Is This the Lost Egyptian City of Pi-Ramesses? (Video)


In 1941, the unveiling of a dozen royal Egyptian tombs at the ancient city of Tanis in the Nile Valley captured the imagination of archaeologists. French Egyptologist Pierre Montet’s discoveries hinted at the possibility that Tanis might be the long-sought Pi-Ramesses. The site boasted granite blocks inscribed with the royal cartouche of Ramses II, signifying its historical significance. The grandeur extended to a giant temple's half-buried ruins, which earlier archaeologists had stumbled upon. The city's allure deepened with the unearthing of gold vessels and a silver coffin within the tombs.
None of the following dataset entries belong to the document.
// Copyright 2019-2026 Maravilla Labs, operated by SOLUTAS GmbH, Switzerland
// SPDX-License-Identifier: Apache-2.0
// SPDX-License-Identifier: MIT

//! Route discovery.
//!
//! Walks the routes directory for `+` files and hands their relative paths
//! to [`Router::with_paths`], which groups them into routes.

use std::path::Path;

use anyhow::{bail, Context};
use glob::{glob, Pattern};
use kit_routing::{RouteCache, Router};

/// Lists route files (`+page.*`, `+server.*`, `+layout.*`, ...) under
/// `routes_dir`, as `/`-separated paths relative to it, sorted.
pub fn route_files(routes_dir: &Path) -> anyhow::Result<Vec<String>> {
    if !routes_dir.is_dir() {
        bail!("Routes directory not found: {}", routes_dir.display());
    }

    let root = Pattern::escape(&routes_dir.to_string_lossy());
    let pattern = format!("{}/**/+*", root);

    let mut files = Vec::new();
    for path in glob(&pattern).context("Invalid routes directory pattern")?.flatten() {
        if !path.is_file() {
            continue;
        }

        let relative = path.strip_prefix(routes_dir).unwrap_or(&path);
        let relative = relative
            .components()
            .map(|c| c.as_os_str().to_string_lossy())
            .collect::<Vec<_>>()
            .join("/");
        files.push(relative);
    }

    files.sort();
    tracing::debug!("Discovered {} route files in {}", files.len(), routes_dir.display());
    Ok(files)
}

/// Discovers routes under `routes_dir` and builds a router compiling through
/// `cache`.
pub fn discover(routes_dir: &Path, cache: RouteCache) -> anyhow::Result<Router> {
    let files = route_files(routes_dir)?;
    let router = Router::with_cache(cache)
        .with_paths(&files)
        .with_context(|| format!("Failed to build routes from {}", routes_dir.display()))?;
    Ok(router)
}
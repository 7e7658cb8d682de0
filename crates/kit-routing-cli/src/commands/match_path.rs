// Copyright 2019-2026 Maravilla Labs, operated by SOLUTAS GmbH, Switzerland
// SPDX-License-Identifier: Apache-2.0
// SPDX-License-Identifier: MIT

//! Match command for finding the route that serves a request path.

use std::collections::BTreeMap;
use std::path::Path;

use anyhow::bail;
use console::style;
use kit_routing::{Matchers, RouteCache, RouteMatch, Router};

use crate::config::Config;
use crate::discover::discover;

/// Discovers routes, loads matchers from the config and prints the route
/// that matches `path` along with its parameters.
///
/// # Errors
///
/// Fails if no route matches, so the process exits non-zero.
pub fn run(config: &Config, root: &Path, path: &str) -> anyhow::Result<()> {
    let router = discover(&config.routes_dir(root), RouteCache::new(config.routing.cache_capacity))?;
    let matchers = config.matchers()?;

    let Some(matched) = find(&router, &matchers, path)? else {
        bail!("No route matches {}", path);
    };

    println!("{} {}", style("Route:").green().bold(), matched.route.id);
    print!("{}", render(&matched));
    Ok(())
}

/// Validates matchers against the routes, then matches `path`.
pub fn find<'r>(router: &'r Router, matchers: &Matchers, path: &str) -> anyhow::Result<Option<RouteMatch<'r>>> {
    router.validate_matchers(matchers)?;
    Ok(router.match_url(path, matchers))
}

/// Renders file and parameter lines for a match, parameters sorted by name.
pub fn render(matched: &RouteMatch<'_>) -> String {
    let mut out = String::new();
    if let Some(page) = &matched.route.page {
        out.push_str(&format!("  page:     {}\n", page));
    }
    if let Some(endpoint) = &matched.route.endpoint {
        out.push_str(&format!("  endpoint: {}\n", endpoint));
    }
    for layout in &matched.route.layouts {
        out.push_str(&format!("  layout:   {}\n", layout));
    }

    let params: BTreeMap<_, _> = matched.params.iter().collect();
    for (name, value) in params {
        out.push_str(&format!("  {} = {:?}\n", name, value));
    }
    out
}
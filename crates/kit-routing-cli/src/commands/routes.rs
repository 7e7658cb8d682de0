// Copyright 2019-2026 Maravilla Labs, operated by SOLUTAS GmbH, Switzerland
// SPDX-License-Identifier: Apache-2.0
// SPDX-License-Identifier: MIT

//! Routes command for listing discovered routes.

use std::path::Path;

use console::style;
use kit_routing::{Route, RouteCache, Router};

use crate::config::Config;
use crate::discover::discover;

/// Discovers the project's routes and prints them in priority order.
pub fn run(config: &Config, root: &Path) -> anyhow::Result<()> {
    let routes_dir = config.routes_dir(root);
    let router = discover(&routes_dir, RouteCache::new(config.routing.cache_capacity))?;

    println!(
        "{} {}",
        style("Routes in").cyan(),
        routes_dir.display()
    );

    for line in render(&router) {
        println!("{}", line);
    }

    println!(
        "{}",
        style(format!("{} routes", router.routes().len())).dim()
    );
    Ok(())
}

/// One line per route: priority, id, kind and layout count.
pub fn render(router: &Router) -> Vec<String> {
    router
        .routes()
        .iter()
        .enumerate()
        .map(|(i, route)| {
            format!(
                "{:>3}. {:<40} {:<8} layouts: {}",
                i + 1,
                route.id,
                kind(route),
                route.layouts.len()
            )
        })
        .collect()
}

fn kind(route: &Route) -> &'static str {
    match (route.is_page(), route.endpoint.is_some()) {
        (true, true) => "page+api",
        (true, false) => "page",
        _ => "api",
    }
}
// Copyright 2019-2026 Maravilla Labs, operated by SOLUTAS GmbH, Switzerland
// SPDX-License-Identifier: Apache-2.0
// SPDX-License-Identifier: MIT

//! Decoding captured values into route parameters.
//!
//! A structural regex match is not the final word: a chained optional
//! parameter whose matcher rejects its value is treated as absent, and the
//! values after it shift one place to the left. When a chained rest parameter
//! is reached, every value skipped that way is rolled back into it. For
//! `/[[lang=locale]]/[...path]` and `/docs/intro`, `docs` is rejected as a
//! locale and the result is `{ path: "docs/intro" }`.

use std::collections::HashMap;

use crate::matcher::Matchers;
use crate::pattern::ParamDescriptor;

/// Decoded route parameters, keyed by parameter name.
pub type Params = HashMap<String, String>;

/// Decodes the capture `values` of a successful match into parameters.
///
/// `values[i]` is the value of capture group `i + 1`, `None` if the group
/// did not participate. Returns `None` if a matcher rejects a value that
/// cannot be skipped, or if skipped values are left over at the end; the
/// caller should then try the next candidate route.
pub fn exec(values: &[Option<&str>], params: &[ParamDescriptor], matchers: &Matchers) -> Option<Params> {
    let mut result = Params::new();
    let defined = values.iter().filter(|v| v.is_some()).count();

    // Number of chained optional params rejected since the last reset. The
    // value for param `i` is read from `values[i - buffered]`.
    let mut buffered = 0;

    for (i, param) in params.iter().enumerate() {
        let mut value = values.get(i - buffered).copied().flatten().map(str::to_string);

        if param.chained && param.rest && buffered > 0 {
            let end = (i + 1).min(values.len());
            let start = (i - buffered).min(end);
            let joined: Vec<&str> = values[start..end]
                .iter()
                .flatten()
                .copied()
                .filter(|s| !s.is_empty())
                .collect();
            value = Some(joined.join("/"));
            buffered = 0;
        }

        let Some(value) = value else {
            if param.rest {
                result.insert(param.name.clone(), String::new());
            }
            continue;
        };

        let accepted = param
            .matcher
            .as_deref()
            .map_or(true, |matcher| matchers.test(matcher, &value));

        if accepted {
            result.insert(param.name.clone(), value);

            let next_param = params.get(i + 1);
            let next_value = values.get(i + 1).copied().flatten();

            // The next optional value is really there, so nothing before it
            // needs to be rolled forward any more.
            if let Some(next) = next_param {
                if !next.rest && next.optional && next_value.is_some_and(|v| !v.is_empty()) && param.chained {
                    buffered = 0;
                }
            }

            // Every defined value has found a home.
            if next_param.is_none() && next_value.map_or(true, str::is_empty) && result.len() == defined {
                buffered = 0;
            }
            continue;
        }

        if param.optional && param.chained {
            buffered += 1;
            continue;
        }

        tracing::trace!("Matcher rejected '{}' for param {}", value, param.name);
        return None;
    }

    if buffered > 0 {
        return None;
    }

    Some(result)
}
//! Traversal of the document tree.
//!
//! A pass implements [`Visitor`] and overrides only the hooks for the node
//! kinds it cares about. [`Object::accept`] drives the walk: every record node
//! is visited before its children, and keyed collections are walked in
//! document order.
//!
//! Environment overlays are visited as a whole but not descended into, since
//! their services are partial by definition.

use crate::codec::Binds;
use crate::model::{
    AddOn, ContainerSnippet, Deployments, EnvObject, ExecCheck, HealthCheck, HttpCheck, Job,
    K8sSnippet, Object, Resources, Service, SideCar,
};

/// The workload a nested node belongs to
#[derive(Debug, Clone, Copy, PartialEq, Eq)]
pub enum Owner<'a> {
    /// A service, by name
    Service(&'a str),
    /// A job, by name
    Job(&'a str),
    /// A sidecar of a service
    SideCar {
        /// Owning service
        service: &'a str,
        /// Sidecar name
        name: &'a str,
    },
}

impl Owner<'_> {
    /// Mapping keys leading to the owner in the source document
    pub fn path(&self) -> Vec<String> {
        match self {
            Owner::Service(name) => vec!["services".to_string(), name.to_string()],
            Owner::Job(name) => vec!["jobs".to_string(), name.to_string()],
            Owner::SideCar { service, name } => vec![
                "services".to_string(),
                service.to_string(),
                "sidecars".to_string(),
                name.to_string(),
            ],
        }
    }

    /// Path joined with dots, for messages
    pub fn dotted(&self) -> String {
        self.path().join(".")
    }
}

/// Hooks called while walking an [`Object`]. All default to no-ops.
#[allow(unused_variables)]
pub trait Visitor {
    /// The document root, before any child
    fn visit_object(&mut self, obj: &mut Object) {}
    /// A service, before its resources, deployments and other children
    fn visit_service(&mut self, name: &str, service: &mut Service) {}
    /// A job, before its resources and binds
    fn visit_job(&mut self, name: &str, job: &mut Job) {}
    /// An addon
    fn visit_addon(&mut self, name: &str, addon: &mut AddOn) {}
    /// An environment overlay; its services and addons are not walked
    fn visit_env_object(&mut self, env: &str, overlay: &mut EnvObject) {}
    /// Resources of a service, job or sidecar
    fn visit_resources(&mut self, owner: Owner<'_>, resources: &mut Resources) {}
    /// Deployments of a service
    fn visit_deployments(&mut self, service: &str, deployments: &mut Deployments) {}
    /// Health check of a service, before its probes
    fn visit_health_check(&mut self, service: &str, check: &mut HealthCheck) {}
    /// HTTP probe of a service
    fn visit_http_check(&mut self, service: &str, check: &mut HttpCheck) {}
    /// Command probe of a service
    fn visit_exec_check(&mut self, service: &str, check: &mut ExecCheck) {}
    /// Binds of a service or job
    fn visit_binds(&mut self, owner: Owner<'_>, binds: &mut Binds) {}
    /// A sidecar, before its resources
    fn visit_sidecar(&mut self, service: &str, name: &str, sidecar: &mut SideCar) {}
    /// Kubernetes snippet of a service, before its container
    fn visit_k8s_snippet(&mut self, service: &str, snippet: &mut K8sSnippet) {}
    /// Container part of a Kubernetes snippet
    fn visit_container_snippet(&mut self, service: &str, container: &mut ContainerSnippet) {}
}

impl Object {
    /// Walk the whole document with `visitor`
    pub fn accept<V: Visitor + ?Sized>(&mut self, visitor: &mut V) {
        visitor.visit_object(self);
        for (name, service) in self.services.iter_mut() {
            service.accept(name, visitor);
        }
        for (name, job) in self.jobs.iter_mut() {
            job.accept(name, visitor);
        }
        for (name, addon) in self.addons.iter_mut() {
            visitor.visit_addon(name, addon);
        }
        for (env, overlay) in self.environments.iter_mut() {
            visitor.visit_env_object(env, overlay);
        }
    }
}

impl Service {
    /// Walk this service and its children
    pub fn accept<V: Visitor + ?Sized>(&mut self, name: &str, visitor: &mut V) {
        visitor.visit_service(name, self);
        self.resources.accept(Owner::Service(name), visitor);
        visitor.visit_deployments(name, &mut self.deployments);
        self.health_check.accept(name, visitor);
        visitor.visit_binds(Owner::Service(name), &mut self.binds);
        for (sidecar_name, sidecar) in self.sidecars.iter_mut() {
            visitor.visit_sidecar(name, sidecar_name, sidecar);
            sidecar.resources.accept(
                Owner::SideCar {
                    service: name,
                    name: sidecar_name,
                },
                visitor,
            );
        }
        if let Some(snippet) = self.k8s_snippet.as_mut() {
            snippet.accept(name, visitor);
        }
    }
}

impl Job {
    /// Walk this job and its children
    pub fn accept<V: Visitor + ?Sized>(&mut self, name: &str, visitor: &mut V) {
        visitor.visit_job(name, self);
        self.resources.accept(Owner::Job(name), visitor);
        visitor.visit_binds(Owner::Job(name), &mut self.binds);
    }
}

impl Resources {
    /// Visit these resources
    pub fn accept<V: Visitor + ?Sized>(&mut self, owner: Owner<'_>, visitor: &mut V) {
        visitor.visit_resources(owner, self);
    }
}

impl HealthCheck {
    /// Visit the check, then whichever probes are declared
    pub fn accept<V: Visitor + ?Sized>(&mut self, service: &str, visitor: &mut V) {
        visitor.visit_health_check(service, self);
        if let Some(http) = self.http.as_mut() {
            visitor.visit_http_check(service, http);
        }
        if let Some(exec) = self.exec.as_mut() {
            visitor.visit_exec_check(service, exec);
        }
    }
}

impl K8sSnippet {
    /// Visit the snippet, then its container
    pub fn accept<V: Visitor + ?Sized>(&mut self, service: &str, visitor: &mut V) {
        visitor.visit_k8s_snippet(service, self);
        if let Some(container) = self.container.as_mut() {
            visitor.visit_container_snippet(service, container);
        }
    }
}
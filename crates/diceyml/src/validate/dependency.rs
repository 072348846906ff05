//! `depends_on` references to undeclared services

use crate::error::{Location, ValidateErrors, ValidationError};
use crate::model::{Object, Service};
use crate::visitor::Visitor;
use std::collections::HashSet;

/// Reports every dependency on a service that is not declared
#[derive(Debug, Default)]
pub struct MissingDependencyVisitor {
    services: HashSet<String>,
    /// Findings so far
    pub errors: ValidateErrors,
}

impl Visitor for MissingDependencyVisitor {
    fn visit_object(&mut self, obj: &mut Object) {
        self.services = obj.services.keys().cloned().collect();
    }

    fn visit_service(&mut self, name: &str, service: &mut Service) {
        for (i, dependency) in service.depends_on.iter().enumerate() {
            if self.services.contains(dependency) {
                continue;
            }
            self.errors.insert(
                Location::entry(["services", name, "depends_on"], i),
                ValidationError::MissingDependency {
                    service: name.to_string(),
                    dependency: dependency.clone(),
                },
            );
        }
    }
}

/// Check that every `depends_on` entry names a declared service
pub fn missing_dependency_validate(obj: &mut Object) -> ValidateErrors {
    let mut visitor = MissingDependencyVisitor::default();
    obj.accept(&mut visitor);
    visitor.errors
}

#[cfg(test)]
mod tests {
    use super::*;

    #[test]
    fn test_one_error_per_missing_reference() {
        let mut obj: Object = serde_yaml::from_str(
            r#"
services:
  web:
    depends_on:
      - api
      - cache
  api:
    depends_on:
      - db
"#,
        )
        .unwrap();

        let errors = missing_dependency_validate(&mut obj);
        assert_eq!(errors.len(), 2);
        assert_eq!(
            errors.to_string(),
            "service 'web' depends on missing service 'cache'\n\
             service 'api' depends on missing service 'db'"
        );
    }

    #[test]
    fn test_finding_points_at_depends_on() {
        let text = "services:\n  web:\n    depends_on:\n      - db\n      - cache\n";
        let mut obj: Object = serde_yaml::from_str(text).unwrap();

        let errors = missing_dependency_validate(&mut obj);
        assert_eq!(errors.len(), 2);
        let indexes: Vec<Option<usize>> = errors.iter().map(|(location, _)| location.index()).collect();
        assert_eq!(indexes, [Some(0), Some(1)]);
        for (location, _) in errors.iter() {
            let span = location.find(text).unwrap();
            assert_eq!(&text[span], "    depends_on:");
        }
    }

    #[test]
    fn test_all_dependencies_present() {
        let mut obj: Object =
            serde_yaml::from_str("services:\n  web:\n    depends_on: [api]\n  api: {}\n").unwrap();
        assert!(missing_dependency_validate(&mut obj).is_empty());
    }
}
As the narrative unfolded, Tanis appeared to be a pivotal part of Ramses II's legacy.

The assumption gained traction as the sprawling site showcased colossal statues, including the impressive Colossus featuring Ramses II in person. Montet's remarkable finds seemed to solidify Tanis as the lost city of Pi-Ramesses II. However, the prevailing theory faced a setback with emerging evidence, throwing the pursuit of Ramses's Lost City into renewed uncertainty. The ongoing exploration at Tanis, with its granite blocks echoing the past, continues to be a captivating archaeological saga, prompting scholars to reassess the historical puzzle of this intriguing ancient city.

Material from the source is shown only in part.